Extracted entries —
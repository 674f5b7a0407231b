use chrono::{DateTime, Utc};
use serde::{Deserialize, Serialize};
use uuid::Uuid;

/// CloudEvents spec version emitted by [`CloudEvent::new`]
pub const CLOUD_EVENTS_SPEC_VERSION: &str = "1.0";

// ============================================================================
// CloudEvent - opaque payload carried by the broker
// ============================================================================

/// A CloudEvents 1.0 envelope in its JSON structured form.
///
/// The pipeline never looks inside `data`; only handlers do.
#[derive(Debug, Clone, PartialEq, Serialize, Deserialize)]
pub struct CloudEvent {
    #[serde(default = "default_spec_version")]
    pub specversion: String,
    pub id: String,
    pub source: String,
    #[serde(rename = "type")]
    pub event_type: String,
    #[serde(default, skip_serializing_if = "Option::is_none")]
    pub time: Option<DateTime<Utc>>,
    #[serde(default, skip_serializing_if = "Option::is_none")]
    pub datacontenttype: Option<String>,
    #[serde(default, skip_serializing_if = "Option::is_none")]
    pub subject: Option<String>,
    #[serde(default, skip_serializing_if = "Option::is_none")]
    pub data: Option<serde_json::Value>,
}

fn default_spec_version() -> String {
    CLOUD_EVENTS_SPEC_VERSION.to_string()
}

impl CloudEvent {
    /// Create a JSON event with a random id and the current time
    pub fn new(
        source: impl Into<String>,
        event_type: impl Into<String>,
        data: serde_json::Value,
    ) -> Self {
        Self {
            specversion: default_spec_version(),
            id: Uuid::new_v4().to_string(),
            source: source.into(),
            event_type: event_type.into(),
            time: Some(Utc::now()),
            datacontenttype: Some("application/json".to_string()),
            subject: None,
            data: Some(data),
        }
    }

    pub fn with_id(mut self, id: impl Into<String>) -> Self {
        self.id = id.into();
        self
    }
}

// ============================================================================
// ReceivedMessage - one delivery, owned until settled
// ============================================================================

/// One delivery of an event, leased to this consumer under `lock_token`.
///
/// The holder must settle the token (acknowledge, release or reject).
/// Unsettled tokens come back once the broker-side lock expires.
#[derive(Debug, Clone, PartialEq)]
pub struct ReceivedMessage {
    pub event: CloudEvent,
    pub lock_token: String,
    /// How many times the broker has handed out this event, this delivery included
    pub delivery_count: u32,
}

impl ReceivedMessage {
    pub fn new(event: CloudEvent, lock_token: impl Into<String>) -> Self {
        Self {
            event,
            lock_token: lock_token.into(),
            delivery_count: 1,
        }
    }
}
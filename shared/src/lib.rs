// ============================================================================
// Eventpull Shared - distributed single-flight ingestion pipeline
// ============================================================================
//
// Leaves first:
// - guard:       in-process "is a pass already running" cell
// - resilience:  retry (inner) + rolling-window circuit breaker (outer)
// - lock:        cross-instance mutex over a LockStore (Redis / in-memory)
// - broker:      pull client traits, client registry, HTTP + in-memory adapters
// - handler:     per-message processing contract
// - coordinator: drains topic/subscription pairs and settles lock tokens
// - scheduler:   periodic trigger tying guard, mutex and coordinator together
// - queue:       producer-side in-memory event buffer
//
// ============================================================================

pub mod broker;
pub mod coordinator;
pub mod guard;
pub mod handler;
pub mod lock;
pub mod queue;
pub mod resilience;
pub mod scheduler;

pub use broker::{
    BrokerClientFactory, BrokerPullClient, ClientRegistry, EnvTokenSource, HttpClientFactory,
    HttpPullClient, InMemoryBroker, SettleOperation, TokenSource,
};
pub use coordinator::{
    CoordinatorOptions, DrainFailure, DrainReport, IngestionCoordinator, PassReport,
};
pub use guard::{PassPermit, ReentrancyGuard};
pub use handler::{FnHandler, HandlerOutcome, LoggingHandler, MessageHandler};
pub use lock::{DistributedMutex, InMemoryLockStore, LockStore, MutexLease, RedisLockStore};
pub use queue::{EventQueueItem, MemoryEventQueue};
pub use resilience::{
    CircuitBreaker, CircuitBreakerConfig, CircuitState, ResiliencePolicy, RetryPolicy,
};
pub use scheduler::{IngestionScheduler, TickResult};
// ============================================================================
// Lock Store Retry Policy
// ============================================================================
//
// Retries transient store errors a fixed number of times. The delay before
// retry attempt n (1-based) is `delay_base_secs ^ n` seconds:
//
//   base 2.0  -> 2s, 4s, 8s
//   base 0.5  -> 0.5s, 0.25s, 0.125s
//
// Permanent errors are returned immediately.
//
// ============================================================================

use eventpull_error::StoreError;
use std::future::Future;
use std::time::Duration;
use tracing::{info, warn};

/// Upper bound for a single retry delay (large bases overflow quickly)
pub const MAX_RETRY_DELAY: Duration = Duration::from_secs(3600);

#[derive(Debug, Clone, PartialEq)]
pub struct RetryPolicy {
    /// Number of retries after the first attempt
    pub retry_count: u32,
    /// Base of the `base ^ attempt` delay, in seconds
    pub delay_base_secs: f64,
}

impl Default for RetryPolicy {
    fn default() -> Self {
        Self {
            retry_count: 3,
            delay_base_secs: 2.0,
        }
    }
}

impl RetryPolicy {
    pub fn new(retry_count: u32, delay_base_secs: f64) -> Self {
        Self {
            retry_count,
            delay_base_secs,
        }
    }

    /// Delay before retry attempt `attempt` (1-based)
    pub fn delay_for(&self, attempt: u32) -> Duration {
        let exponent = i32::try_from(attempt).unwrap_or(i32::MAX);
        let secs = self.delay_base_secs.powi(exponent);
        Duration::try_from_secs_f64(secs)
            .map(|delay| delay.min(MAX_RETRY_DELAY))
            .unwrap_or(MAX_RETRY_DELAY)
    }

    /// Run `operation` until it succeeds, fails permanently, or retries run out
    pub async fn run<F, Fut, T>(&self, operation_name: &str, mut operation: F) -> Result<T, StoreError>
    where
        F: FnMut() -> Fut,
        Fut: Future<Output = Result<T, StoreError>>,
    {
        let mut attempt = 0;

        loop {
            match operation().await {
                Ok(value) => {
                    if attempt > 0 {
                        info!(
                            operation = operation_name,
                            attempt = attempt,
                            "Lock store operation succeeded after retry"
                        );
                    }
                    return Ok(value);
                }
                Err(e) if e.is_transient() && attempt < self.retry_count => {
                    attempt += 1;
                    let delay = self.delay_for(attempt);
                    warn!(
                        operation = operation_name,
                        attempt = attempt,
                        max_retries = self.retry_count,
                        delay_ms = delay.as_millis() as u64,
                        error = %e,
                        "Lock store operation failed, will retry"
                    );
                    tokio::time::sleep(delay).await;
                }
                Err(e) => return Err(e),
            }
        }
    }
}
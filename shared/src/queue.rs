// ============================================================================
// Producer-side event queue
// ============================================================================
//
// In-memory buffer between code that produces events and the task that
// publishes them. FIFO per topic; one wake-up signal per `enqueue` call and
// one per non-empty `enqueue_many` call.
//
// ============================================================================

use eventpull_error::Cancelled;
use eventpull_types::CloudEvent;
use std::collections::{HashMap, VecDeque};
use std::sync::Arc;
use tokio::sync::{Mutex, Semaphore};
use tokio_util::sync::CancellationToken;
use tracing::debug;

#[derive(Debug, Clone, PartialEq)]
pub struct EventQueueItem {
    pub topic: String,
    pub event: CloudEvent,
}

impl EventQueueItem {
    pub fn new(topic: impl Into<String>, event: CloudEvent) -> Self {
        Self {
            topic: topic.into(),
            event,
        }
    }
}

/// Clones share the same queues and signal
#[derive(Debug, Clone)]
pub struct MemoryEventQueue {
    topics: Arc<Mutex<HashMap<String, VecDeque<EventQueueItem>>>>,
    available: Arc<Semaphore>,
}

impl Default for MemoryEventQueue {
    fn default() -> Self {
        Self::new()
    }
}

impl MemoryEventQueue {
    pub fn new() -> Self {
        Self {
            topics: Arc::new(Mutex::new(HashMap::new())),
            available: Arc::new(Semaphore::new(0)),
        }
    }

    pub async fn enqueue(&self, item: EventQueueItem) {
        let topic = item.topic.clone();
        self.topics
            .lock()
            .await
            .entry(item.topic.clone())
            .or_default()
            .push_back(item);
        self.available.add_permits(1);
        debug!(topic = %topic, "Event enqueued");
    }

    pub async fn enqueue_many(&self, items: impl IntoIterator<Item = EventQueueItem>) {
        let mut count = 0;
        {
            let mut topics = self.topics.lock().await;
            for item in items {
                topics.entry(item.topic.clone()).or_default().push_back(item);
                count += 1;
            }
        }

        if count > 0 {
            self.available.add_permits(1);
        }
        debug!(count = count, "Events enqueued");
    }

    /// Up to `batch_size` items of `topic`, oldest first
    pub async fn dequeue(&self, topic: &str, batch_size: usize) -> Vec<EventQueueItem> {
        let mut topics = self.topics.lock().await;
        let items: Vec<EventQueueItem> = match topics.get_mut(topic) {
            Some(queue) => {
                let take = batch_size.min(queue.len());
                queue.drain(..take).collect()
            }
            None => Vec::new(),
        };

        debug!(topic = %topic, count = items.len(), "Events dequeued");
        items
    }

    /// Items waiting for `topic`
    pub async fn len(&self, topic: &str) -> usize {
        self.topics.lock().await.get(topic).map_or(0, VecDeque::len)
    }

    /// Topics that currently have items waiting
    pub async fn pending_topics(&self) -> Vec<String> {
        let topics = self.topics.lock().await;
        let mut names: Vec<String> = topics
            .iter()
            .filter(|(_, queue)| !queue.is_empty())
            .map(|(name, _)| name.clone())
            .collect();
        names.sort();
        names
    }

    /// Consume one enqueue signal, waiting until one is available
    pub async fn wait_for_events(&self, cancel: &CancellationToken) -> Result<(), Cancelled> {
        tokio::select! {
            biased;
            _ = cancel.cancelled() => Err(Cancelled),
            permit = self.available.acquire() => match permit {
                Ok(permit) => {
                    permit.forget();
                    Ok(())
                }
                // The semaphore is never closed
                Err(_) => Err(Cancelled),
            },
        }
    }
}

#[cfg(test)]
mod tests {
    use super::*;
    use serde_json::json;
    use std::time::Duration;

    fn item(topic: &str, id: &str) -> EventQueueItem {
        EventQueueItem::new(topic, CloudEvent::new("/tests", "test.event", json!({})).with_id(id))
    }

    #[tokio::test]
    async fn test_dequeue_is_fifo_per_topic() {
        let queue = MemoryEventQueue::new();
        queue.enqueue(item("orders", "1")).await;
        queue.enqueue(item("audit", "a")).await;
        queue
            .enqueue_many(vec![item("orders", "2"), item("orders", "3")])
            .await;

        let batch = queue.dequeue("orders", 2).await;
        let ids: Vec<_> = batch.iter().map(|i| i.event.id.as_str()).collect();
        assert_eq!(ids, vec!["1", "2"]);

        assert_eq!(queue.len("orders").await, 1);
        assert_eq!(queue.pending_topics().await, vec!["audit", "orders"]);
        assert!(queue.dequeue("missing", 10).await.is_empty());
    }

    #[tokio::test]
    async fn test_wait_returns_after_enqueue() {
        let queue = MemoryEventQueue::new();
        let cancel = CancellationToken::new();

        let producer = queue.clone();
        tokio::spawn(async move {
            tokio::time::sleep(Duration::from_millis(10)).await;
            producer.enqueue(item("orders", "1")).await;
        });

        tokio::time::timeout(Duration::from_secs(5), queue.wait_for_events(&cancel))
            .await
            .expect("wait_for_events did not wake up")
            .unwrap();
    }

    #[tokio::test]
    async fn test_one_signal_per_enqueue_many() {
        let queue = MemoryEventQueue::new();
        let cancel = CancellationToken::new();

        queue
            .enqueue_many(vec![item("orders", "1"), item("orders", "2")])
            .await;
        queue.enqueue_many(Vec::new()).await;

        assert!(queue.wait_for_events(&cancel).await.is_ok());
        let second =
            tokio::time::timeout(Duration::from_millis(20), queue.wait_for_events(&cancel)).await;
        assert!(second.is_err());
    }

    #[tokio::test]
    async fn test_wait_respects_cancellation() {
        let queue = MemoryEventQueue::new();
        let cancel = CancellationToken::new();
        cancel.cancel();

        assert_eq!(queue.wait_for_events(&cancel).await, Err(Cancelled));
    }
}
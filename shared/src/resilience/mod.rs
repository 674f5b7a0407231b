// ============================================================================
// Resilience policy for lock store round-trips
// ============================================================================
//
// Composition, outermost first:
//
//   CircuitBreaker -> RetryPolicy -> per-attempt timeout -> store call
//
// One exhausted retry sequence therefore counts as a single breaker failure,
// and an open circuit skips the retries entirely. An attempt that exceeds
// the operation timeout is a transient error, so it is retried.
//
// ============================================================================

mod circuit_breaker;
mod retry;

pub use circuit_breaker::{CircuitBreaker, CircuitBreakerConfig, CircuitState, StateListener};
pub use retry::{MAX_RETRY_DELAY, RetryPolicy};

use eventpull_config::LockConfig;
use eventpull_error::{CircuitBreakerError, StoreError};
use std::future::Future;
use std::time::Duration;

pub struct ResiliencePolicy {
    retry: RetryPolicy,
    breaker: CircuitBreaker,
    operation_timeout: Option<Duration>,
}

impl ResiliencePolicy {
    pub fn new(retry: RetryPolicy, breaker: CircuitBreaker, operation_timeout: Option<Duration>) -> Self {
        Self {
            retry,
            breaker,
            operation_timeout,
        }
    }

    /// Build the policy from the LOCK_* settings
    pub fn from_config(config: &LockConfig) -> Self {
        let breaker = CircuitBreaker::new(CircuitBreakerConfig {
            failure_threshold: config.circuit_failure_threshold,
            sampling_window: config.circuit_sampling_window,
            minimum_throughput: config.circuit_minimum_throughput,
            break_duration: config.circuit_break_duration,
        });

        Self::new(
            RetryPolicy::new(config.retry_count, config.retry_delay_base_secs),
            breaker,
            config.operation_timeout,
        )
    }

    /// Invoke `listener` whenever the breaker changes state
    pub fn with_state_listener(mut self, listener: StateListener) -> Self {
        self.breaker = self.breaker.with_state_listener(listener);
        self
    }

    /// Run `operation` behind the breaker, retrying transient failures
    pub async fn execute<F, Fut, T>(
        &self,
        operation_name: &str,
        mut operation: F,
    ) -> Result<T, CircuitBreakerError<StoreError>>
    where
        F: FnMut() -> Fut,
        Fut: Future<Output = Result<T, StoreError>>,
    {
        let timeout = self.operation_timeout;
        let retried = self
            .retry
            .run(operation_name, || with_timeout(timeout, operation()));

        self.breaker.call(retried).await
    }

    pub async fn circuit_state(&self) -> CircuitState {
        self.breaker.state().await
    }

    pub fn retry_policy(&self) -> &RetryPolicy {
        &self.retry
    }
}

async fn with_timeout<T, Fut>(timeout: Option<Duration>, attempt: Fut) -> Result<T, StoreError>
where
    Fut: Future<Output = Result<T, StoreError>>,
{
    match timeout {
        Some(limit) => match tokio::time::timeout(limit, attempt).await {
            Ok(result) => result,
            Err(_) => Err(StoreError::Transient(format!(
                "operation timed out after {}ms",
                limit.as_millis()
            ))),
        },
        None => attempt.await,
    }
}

Directions — All that belongs in the answer is the run of lines above from the line containing "permit = self.available.acquire()" through the line containing "is never closed", exactly as written.

Result of the task —
            permit = self.available.acquire() => match permit {
                Ok(permit) => {
                    permit.forget();
                    Ok(())
                }
                // The semaphore is never closed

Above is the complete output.